ASSIGNMENT
Filter the records, keeping every line that has the string "UnixListener".

● ● ● ●

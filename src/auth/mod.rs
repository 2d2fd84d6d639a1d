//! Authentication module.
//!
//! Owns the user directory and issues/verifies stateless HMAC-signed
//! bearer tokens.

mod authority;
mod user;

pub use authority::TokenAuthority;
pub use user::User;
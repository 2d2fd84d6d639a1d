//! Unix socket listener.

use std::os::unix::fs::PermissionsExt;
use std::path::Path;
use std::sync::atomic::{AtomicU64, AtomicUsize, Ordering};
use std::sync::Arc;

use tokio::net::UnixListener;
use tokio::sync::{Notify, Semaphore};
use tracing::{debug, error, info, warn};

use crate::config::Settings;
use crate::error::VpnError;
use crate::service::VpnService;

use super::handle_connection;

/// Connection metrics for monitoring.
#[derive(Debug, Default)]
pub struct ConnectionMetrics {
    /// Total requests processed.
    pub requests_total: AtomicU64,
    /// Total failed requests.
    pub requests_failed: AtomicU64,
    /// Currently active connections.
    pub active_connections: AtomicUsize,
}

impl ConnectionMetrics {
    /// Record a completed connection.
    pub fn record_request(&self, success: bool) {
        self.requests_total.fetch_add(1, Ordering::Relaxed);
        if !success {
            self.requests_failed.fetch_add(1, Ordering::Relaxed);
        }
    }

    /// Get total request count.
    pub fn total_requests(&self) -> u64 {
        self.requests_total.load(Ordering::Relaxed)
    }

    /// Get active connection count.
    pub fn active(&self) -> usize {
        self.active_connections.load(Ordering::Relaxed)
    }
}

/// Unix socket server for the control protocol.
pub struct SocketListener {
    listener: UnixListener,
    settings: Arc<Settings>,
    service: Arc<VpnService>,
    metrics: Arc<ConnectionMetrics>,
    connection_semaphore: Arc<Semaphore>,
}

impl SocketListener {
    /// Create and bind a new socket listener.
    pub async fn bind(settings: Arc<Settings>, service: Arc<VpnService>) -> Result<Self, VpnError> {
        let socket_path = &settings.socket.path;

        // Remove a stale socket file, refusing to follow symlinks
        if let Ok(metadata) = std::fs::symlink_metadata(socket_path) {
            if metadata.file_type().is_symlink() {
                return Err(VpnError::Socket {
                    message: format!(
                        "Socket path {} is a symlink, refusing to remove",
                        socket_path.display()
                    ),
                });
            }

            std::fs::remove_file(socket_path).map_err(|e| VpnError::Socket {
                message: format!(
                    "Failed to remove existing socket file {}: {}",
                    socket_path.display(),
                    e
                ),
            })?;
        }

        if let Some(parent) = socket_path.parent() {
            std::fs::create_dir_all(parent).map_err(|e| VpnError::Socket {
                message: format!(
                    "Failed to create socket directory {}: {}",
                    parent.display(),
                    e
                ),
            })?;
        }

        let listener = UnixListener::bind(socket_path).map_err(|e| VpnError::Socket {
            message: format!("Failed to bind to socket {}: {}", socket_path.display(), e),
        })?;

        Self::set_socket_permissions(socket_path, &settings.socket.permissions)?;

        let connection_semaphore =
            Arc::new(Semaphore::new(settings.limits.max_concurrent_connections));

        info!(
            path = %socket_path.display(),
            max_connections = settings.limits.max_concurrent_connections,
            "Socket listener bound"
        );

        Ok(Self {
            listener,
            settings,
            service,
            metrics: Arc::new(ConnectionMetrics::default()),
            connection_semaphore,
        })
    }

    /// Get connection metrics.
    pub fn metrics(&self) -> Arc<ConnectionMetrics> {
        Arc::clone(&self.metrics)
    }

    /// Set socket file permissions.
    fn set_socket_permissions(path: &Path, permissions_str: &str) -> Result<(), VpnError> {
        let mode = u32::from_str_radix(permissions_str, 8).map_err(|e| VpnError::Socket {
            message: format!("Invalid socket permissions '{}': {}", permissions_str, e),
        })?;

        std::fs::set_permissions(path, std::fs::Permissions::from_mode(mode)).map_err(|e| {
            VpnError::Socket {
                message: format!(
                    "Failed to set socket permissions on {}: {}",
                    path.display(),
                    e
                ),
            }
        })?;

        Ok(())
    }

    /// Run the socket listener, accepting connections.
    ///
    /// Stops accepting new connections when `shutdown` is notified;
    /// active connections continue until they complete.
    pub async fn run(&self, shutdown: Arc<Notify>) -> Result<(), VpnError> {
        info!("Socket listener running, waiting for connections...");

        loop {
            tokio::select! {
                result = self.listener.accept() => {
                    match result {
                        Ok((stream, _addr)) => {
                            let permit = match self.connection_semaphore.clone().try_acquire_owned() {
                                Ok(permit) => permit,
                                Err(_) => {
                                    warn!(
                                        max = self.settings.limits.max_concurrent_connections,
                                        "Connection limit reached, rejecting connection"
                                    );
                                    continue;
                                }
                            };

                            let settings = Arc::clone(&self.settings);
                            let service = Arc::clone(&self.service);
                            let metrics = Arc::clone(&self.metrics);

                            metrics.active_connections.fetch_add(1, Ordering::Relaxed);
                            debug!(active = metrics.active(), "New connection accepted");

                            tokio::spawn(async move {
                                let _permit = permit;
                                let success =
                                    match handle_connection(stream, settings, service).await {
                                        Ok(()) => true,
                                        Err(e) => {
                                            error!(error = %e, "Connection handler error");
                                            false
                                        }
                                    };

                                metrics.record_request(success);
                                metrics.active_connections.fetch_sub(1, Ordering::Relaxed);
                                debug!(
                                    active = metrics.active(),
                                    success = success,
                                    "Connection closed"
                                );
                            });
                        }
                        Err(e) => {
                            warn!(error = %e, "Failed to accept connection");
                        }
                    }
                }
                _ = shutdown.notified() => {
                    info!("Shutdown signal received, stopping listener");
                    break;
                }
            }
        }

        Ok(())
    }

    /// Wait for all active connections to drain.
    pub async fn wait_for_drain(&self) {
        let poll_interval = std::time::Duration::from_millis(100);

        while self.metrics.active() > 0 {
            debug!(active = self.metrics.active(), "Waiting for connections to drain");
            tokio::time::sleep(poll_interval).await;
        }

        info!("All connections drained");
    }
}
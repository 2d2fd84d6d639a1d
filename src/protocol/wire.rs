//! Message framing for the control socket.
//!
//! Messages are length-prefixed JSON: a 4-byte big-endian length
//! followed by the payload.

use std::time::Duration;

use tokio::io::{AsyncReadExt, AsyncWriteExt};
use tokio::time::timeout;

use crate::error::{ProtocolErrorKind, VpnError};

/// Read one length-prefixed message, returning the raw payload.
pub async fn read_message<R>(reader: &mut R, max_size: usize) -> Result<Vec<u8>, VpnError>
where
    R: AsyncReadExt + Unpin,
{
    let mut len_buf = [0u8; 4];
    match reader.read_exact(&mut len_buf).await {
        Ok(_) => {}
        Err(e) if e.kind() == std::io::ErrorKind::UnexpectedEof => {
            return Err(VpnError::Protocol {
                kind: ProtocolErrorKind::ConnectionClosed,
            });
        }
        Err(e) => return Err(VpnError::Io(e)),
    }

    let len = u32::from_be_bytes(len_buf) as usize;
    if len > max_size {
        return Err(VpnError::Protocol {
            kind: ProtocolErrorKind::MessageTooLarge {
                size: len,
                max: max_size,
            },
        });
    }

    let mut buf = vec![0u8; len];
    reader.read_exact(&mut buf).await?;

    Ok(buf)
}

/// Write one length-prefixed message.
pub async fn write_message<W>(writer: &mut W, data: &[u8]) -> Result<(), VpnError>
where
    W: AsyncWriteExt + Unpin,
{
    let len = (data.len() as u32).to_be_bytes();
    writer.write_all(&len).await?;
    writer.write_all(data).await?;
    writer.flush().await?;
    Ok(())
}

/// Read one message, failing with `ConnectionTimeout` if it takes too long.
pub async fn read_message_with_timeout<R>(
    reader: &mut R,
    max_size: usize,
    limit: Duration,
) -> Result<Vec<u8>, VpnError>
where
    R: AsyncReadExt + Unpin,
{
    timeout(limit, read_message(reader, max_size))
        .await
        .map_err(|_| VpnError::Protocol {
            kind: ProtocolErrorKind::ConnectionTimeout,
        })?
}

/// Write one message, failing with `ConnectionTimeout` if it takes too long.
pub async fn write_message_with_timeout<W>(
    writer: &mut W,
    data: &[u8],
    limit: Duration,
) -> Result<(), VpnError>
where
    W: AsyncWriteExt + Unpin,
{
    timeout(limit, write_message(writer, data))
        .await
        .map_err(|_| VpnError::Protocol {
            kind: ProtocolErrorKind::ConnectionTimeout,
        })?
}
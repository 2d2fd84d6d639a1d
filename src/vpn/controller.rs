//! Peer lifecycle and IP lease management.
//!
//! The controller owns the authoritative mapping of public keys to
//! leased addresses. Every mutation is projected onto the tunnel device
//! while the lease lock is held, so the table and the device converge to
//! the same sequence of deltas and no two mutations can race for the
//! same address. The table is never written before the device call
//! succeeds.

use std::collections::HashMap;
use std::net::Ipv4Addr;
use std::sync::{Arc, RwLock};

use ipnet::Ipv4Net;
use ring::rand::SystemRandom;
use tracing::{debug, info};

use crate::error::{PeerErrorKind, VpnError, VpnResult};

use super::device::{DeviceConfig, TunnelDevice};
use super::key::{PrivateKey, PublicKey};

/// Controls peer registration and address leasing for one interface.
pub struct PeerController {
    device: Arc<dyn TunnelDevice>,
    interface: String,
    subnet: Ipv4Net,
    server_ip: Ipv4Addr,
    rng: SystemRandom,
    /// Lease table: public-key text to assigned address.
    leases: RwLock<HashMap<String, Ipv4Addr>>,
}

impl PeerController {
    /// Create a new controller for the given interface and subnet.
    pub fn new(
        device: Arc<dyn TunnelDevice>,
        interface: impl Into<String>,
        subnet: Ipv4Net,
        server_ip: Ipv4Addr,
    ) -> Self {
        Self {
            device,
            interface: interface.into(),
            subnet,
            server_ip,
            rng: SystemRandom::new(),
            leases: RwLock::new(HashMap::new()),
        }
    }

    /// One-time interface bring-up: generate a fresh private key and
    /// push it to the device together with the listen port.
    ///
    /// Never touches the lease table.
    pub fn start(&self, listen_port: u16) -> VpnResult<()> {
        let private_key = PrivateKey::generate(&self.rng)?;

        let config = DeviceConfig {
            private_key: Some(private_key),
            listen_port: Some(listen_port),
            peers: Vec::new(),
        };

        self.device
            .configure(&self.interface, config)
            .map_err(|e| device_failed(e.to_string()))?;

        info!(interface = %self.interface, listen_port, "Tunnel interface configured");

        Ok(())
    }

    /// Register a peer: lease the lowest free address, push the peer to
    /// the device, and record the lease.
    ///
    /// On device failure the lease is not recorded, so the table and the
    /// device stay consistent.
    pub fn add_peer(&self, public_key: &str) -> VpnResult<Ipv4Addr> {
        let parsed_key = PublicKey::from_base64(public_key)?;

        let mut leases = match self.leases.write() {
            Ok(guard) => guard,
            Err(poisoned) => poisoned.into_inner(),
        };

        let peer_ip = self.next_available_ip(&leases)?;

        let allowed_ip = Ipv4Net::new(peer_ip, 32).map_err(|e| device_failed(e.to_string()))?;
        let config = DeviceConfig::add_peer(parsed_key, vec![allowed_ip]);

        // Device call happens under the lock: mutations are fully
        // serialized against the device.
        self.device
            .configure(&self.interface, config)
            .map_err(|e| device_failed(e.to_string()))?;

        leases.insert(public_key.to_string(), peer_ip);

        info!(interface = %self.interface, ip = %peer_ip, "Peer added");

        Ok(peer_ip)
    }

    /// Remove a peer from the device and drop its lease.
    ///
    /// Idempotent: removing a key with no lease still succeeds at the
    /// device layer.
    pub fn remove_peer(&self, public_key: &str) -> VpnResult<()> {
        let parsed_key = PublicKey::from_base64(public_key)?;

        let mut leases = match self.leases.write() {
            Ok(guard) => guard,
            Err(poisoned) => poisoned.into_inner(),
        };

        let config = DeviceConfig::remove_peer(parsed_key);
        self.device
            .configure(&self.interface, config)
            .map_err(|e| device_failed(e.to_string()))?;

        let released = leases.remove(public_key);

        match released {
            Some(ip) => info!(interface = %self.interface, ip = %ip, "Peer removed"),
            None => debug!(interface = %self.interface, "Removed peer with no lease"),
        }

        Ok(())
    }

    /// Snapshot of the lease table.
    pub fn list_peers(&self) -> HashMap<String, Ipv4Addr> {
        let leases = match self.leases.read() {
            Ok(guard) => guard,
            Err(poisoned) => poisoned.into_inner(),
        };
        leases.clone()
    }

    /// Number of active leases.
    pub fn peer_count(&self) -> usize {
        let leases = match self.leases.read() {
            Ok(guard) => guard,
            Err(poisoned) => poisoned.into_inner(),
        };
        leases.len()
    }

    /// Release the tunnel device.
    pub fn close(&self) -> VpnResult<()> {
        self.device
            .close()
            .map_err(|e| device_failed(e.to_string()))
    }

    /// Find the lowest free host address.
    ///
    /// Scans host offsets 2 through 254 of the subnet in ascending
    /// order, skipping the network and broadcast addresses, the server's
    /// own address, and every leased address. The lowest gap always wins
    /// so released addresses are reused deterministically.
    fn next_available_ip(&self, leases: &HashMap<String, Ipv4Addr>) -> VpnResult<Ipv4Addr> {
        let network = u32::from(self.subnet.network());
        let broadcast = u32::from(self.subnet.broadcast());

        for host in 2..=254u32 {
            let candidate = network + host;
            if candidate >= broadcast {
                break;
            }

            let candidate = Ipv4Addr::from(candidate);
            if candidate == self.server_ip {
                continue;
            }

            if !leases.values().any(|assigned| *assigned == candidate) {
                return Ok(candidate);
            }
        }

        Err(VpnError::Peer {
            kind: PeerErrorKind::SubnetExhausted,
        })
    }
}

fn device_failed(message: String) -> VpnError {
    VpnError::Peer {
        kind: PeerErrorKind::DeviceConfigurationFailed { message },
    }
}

● ● ● ●

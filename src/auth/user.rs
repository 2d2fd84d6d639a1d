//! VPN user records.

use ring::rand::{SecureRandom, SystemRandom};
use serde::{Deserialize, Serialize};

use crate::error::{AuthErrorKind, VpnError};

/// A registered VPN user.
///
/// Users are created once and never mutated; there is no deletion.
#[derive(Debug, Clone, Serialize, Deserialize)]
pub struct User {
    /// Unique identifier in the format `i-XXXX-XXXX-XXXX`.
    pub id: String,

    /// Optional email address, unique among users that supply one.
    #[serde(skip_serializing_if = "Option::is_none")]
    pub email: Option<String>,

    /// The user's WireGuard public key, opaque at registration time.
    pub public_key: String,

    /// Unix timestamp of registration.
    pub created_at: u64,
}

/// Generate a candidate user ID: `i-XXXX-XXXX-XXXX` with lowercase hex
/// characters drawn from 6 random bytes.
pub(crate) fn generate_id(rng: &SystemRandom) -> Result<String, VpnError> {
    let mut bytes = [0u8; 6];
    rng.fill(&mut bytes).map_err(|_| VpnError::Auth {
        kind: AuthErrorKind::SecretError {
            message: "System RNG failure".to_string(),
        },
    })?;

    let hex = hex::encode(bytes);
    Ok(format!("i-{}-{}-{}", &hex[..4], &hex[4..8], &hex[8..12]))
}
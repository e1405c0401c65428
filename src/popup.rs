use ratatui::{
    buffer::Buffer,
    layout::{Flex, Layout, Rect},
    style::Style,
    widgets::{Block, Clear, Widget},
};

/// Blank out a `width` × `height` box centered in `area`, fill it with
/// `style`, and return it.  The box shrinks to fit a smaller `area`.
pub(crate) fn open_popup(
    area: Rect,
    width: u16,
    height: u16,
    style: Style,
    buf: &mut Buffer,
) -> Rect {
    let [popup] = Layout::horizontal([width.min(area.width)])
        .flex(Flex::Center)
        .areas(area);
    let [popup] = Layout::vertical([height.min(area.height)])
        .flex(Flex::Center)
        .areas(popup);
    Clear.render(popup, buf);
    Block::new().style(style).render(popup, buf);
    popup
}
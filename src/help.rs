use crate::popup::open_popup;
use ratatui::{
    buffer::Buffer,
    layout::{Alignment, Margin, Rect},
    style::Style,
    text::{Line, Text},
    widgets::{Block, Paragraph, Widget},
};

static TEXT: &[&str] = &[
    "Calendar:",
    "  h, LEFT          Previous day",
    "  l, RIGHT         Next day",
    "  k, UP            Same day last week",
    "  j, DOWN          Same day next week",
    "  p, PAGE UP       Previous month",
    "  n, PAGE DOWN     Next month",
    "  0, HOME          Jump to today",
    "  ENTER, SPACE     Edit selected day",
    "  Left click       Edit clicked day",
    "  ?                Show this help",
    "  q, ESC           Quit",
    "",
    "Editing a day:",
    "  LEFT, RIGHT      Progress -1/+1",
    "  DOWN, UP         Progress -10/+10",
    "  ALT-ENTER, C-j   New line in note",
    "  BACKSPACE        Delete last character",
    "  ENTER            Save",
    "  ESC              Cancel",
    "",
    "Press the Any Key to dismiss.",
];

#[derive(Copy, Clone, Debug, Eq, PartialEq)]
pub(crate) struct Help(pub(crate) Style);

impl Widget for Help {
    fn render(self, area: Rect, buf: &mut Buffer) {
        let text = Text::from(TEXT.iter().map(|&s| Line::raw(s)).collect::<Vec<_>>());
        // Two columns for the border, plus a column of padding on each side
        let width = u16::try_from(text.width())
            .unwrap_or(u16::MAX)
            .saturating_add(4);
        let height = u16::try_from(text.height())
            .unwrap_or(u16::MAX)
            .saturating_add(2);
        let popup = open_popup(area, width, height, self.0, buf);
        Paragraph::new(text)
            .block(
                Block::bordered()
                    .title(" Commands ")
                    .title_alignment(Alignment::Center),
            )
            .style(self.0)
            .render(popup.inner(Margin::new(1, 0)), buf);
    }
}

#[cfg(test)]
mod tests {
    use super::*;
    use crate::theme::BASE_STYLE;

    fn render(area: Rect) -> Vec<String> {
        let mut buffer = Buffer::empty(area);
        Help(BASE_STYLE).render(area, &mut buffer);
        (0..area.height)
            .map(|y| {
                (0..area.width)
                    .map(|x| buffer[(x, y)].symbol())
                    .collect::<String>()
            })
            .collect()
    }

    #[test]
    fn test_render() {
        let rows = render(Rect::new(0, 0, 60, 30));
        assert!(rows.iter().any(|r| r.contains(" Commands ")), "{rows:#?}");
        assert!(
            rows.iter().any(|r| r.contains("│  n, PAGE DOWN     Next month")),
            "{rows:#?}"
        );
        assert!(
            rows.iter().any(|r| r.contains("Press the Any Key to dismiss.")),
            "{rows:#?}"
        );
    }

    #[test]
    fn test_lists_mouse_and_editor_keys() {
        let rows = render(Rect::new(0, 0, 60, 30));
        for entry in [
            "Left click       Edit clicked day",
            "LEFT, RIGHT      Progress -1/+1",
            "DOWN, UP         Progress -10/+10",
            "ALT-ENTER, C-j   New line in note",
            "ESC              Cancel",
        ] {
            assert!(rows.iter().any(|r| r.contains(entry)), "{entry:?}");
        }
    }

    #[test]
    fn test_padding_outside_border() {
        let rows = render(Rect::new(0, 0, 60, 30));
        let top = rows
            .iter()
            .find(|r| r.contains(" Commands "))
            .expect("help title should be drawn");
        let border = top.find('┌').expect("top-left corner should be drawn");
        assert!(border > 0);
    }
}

● ● ● ●

ANSWER BOX
use tokio::net::UnixListener;
    listener: UnixListener,
        let listener = UnixListener::bind(socket_path).map_err(|e| VpnError::Socket {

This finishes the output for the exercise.